Presumably Missouri motorists would still be allowed, but Lawrence city commissioners will soon consider renaming a city street after former Kansas University football coach Don Fambrough.
Commissioners are expected in January to consider a proposal that would rename the stretch of 11th Street north of KU’s Memorial Stadium after Fambrough, who died in September.
“This really isn’t about his win-loss record or anything like that,” said City Commissioner Hugh Carter, who presented the idea. “This is more of a community thing and a chance for the community to say it remembers Don.”
Fambrough was twice head coach of the KU football program in the 1970s and 1980s and played for the Jayhawks in the 1940s. But he is known by many in the region for stoking the rivalry between KU and Missouri. Fambrough often addressed the KU football team before games with the Tigers, invoking battles between the two states leading up to the Civil War.
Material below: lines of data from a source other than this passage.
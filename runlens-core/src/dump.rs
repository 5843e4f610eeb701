//! Manifest dump
//!
//! Debugging aid: writes the runtime and submission-time manifests of a run
//! to disk as pretty-printed JSON.

use std::fs;
use std::path::{Path, PathBuf};
use tracing::info;

use crate::dto::run::RunDetail;
use crate::error::{Error, Result};

/// Files written by `dump_manifests`
#[derive(Debug, Clone, PartialEq, Eq)]
pub struct DumpPaths {
    pub runtime: PathBuf,
    pub spec: PathBuf,
}

/// Write `{name}.pipeline_runtime.workflow_manifest.json` and
/// `{name}.pipeline_spec.workflow_manifest.json` into `dir`
pub fn dump_manifests(dir: &Path, name: &str, detail: &RunDetail) -> Result<DumpPaths> {
    let spec = &detail.run.pipeline_spec;
    if spec.pipeline_manifest.is_some() {
        return Err(Error::Unsupported(
            "pipeline spec carries a pipeline manifest, dumping it is not implemented".to_string(),
        ));
    }
    if spec.runtime_config.is_some() {
        return Err(Error::Unsupported(
            "pipeline spec carries a runtime config, dumping it is not implemented".to_string(),
        ));
    }

    let runtime_path = dir.join(format!("{}.pipeline_runtime.workflow_manifest.json", name));
    info!("Writing pipeline runtime to {}", runtime_path.display());
    write_pretty(&runtime_path, &detail.runtime_manifest()?)?;

    let spec_path = dir.join(format!("{}.pipeline_spec.workflow_manifest.json", name));
    info!("Writing pipeline spec to {}", spec_path.display());
    write_pretty(&spec_path, &detail.run.spec_manifest()?)?;

    Ok(DumpPaths {
        runtime: runtime_path,
        spec: spec_path,
    })
}

fn write_pretty(path: &Path, value: &serde_json::Value) -> Result<()> {
    // serde_json's pretty printer indents with two spaces
    let text = serde_json::to_string_pretty(value)?;
    fs::write(path, text)?;
    Ok(())
}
The city previously had considered naming a portion of Missouri Street after Fambrough, but that idea sputtered after some residents along the street expressed concern over having to undergo an address change.
Carter now is suggesting renaming the portion of 11th Street that runs from Mississippi Street to West Campus Road. City officials believe there are only a handful of properties that would require an address change.
Carter said he has had about 20 individuals approach him with the idea of naming a street after Fambrough. Carter said the city perhaps could more easily name a new street after Fambrough, but he thinks it would be more fitting to have a street near the football stadium.
University officials, Carter said, also are planning on naming a street that runs on university property for Fambrough. Carter said university officials told him they are planning to name the road that runs along the west edge of Memorial Stadium — currently unnamed but would be Maine Street extended — Fambrough Way.
But Carter said he thought naming an official city street after the coach would be appropriate, too.
“This really would be a chance for the community to do something,” Carter said.